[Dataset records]
Start of Block

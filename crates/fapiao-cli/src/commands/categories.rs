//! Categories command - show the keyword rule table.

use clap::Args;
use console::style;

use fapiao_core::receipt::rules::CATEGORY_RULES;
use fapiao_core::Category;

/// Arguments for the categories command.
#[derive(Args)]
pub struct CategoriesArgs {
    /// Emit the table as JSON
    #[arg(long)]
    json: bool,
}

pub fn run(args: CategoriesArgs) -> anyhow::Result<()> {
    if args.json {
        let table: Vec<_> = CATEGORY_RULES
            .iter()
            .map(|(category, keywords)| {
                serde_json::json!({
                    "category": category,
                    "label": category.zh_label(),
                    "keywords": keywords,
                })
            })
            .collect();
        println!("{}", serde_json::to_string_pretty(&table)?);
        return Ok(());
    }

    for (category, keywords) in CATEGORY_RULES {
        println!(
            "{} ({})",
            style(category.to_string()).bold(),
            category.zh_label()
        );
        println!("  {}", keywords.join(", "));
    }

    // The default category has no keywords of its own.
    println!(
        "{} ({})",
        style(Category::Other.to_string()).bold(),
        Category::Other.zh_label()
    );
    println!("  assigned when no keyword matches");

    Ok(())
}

End of Block
Start of Block

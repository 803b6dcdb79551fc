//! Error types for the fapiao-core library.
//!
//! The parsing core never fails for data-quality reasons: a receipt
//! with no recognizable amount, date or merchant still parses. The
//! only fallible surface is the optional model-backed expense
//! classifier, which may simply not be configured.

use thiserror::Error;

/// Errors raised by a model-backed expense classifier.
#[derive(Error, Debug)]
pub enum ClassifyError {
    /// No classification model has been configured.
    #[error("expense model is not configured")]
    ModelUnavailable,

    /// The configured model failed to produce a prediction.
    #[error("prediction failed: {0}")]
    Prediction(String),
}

End of Block

● **Activity**
Lines holding "expense" in the data above: copy each of them.

● **Exercise result**
//! only fallible surface is the optional model-backed expense
/// Errors raised by a model-backed expense classifier.
    #[error("expense model is not configured")]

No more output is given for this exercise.